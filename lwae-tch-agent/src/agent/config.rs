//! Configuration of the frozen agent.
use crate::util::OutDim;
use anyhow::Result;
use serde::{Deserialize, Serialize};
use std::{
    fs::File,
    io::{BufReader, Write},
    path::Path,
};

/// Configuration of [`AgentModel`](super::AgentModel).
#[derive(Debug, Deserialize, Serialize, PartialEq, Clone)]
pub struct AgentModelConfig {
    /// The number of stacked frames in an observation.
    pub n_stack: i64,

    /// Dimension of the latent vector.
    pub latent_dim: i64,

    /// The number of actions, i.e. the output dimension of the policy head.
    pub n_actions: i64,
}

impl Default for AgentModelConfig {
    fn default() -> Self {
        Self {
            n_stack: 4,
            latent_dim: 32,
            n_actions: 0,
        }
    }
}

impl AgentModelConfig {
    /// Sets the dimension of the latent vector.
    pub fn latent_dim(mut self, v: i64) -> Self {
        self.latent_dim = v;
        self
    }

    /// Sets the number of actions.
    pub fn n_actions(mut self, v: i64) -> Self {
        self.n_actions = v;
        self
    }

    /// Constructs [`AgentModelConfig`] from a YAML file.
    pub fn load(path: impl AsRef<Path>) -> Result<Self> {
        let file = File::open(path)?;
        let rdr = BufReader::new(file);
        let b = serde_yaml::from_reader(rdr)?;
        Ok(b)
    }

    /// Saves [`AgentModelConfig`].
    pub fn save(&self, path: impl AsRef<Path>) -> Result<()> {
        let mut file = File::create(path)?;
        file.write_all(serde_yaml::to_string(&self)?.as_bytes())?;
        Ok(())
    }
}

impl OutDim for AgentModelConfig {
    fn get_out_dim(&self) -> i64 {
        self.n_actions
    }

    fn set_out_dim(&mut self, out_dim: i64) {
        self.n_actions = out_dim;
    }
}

═══

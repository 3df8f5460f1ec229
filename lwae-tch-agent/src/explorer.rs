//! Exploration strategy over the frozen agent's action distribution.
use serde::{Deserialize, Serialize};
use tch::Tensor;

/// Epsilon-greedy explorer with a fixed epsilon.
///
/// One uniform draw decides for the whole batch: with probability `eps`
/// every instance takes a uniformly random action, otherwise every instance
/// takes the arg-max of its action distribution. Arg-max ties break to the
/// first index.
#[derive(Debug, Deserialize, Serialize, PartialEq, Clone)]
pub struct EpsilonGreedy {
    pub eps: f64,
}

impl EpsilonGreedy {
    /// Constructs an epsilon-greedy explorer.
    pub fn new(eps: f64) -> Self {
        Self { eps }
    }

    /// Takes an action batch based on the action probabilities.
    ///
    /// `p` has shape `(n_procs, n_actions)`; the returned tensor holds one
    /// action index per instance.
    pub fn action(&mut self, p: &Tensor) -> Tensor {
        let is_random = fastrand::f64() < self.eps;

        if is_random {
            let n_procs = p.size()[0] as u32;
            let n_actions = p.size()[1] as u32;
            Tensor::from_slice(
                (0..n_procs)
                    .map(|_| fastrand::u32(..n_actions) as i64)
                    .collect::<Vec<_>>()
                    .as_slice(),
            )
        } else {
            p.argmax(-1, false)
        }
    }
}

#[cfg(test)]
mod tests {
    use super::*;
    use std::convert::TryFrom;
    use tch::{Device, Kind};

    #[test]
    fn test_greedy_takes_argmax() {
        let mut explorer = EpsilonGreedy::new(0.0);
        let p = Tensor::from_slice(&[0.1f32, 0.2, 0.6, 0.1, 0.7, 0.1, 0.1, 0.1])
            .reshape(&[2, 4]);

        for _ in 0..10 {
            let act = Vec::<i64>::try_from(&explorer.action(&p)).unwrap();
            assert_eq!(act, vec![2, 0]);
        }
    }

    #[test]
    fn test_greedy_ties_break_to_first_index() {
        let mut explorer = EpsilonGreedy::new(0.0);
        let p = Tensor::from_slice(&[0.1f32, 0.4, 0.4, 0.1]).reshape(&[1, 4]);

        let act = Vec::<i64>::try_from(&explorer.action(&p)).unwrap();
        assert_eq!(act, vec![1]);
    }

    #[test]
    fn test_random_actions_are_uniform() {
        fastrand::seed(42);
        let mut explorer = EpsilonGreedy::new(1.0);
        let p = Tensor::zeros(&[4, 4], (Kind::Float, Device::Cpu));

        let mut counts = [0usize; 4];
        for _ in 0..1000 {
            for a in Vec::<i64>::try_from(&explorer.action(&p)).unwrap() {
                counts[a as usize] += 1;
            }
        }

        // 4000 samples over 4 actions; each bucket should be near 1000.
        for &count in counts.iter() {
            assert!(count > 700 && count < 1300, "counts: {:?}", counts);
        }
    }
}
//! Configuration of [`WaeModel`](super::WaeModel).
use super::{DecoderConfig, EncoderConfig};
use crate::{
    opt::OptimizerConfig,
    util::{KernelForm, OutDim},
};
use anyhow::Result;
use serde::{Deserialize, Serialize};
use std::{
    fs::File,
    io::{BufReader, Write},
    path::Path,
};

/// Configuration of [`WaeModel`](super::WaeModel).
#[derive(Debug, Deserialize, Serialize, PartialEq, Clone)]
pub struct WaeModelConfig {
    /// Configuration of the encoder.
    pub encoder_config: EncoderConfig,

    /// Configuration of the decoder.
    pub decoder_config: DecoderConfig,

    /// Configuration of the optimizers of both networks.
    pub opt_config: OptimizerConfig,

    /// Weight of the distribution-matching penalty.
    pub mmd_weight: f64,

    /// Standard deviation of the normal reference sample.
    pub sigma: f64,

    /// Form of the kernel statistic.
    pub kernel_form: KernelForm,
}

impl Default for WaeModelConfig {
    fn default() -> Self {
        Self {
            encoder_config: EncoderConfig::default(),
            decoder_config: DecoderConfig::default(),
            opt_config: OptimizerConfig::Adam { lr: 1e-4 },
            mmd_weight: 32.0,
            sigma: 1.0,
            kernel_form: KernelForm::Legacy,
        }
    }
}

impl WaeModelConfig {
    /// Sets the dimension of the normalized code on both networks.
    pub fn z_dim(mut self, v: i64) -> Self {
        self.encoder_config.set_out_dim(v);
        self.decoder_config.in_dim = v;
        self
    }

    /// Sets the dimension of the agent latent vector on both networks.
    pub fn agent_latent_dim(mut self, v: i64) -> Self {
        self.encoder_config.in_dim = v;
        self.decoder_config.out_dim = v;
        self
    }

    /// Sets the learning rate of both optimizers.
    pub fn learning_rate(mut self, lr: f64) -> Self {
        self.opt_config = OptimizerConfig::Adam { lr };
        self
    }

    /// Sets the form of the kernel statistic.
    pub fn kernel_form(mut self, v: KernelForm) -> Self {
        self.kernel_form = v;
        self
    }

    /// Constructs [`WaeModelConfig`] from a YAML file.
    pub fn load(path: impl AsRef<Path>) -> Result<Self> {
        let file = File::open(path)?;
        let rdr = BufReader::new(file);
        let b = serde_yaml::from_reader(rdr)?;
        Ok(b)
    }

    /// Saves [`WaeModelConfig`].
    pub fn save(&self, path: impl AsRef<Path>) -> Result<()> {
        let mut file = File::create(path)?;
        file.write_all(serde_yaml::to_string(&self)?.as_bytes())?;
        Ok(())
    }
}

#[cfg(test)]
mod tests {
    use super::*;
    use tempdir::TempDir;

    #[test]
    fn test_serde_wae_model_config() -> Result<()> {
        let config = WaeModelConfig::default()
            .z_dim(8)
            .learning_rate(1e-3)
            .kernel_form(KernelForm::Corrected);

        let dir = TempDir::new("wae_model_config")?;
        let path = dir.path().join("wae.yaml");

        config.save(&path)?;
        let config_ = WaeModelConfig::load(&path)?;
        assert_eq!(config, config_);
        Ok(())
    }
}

═══

WHAT TO PRODUCE –
Quote the data above from the line containing "(0..n_procs)" to the line containing "0.4, 0.1]).reshape(&[1, 4]);", inclusive, and stop.

WRITTEN ANSWER –
                (0..n_procs)
                    .map(|_| fastrand::u32(..n_actions) as i64)
                    .collect::<Vec<_>>()
                    .as_slice(),
            )
        } else {
            p.argmax(-1, false)
        }
    }
}

#[cfg(test)]
mod tests {
    use super::*;
    use std::convert::TryFrom;
    use tch::{Device, Kind};

    #[test]
    fn test_greedy_takes_argmax() {
        let mut explorer = EpsilonGreedy::new(0.0);
        let p = Tensor::from_slice(&[0.1f32, 0.2, 0.6, 0.1, 0.7, 0.1, 0.1, 0.1])
            .reshape(&[2, 4]);

        for _ in 0..10 {
            let act = Vec::<i64>::try_from(&explorer.action(&p)).unwrap();
            assert_eq!(act, vec![2, 0]);
        }
    }

    #[test]
    fn test_greedy_ties_break_to_first_index() {
        let mut explorer = EpsilonGreedy::new(0.0);
        let p = Tensor::from_slice(&[0.1f32, 0.4, 0.4, 0.1]).reshape(&[1, 4]);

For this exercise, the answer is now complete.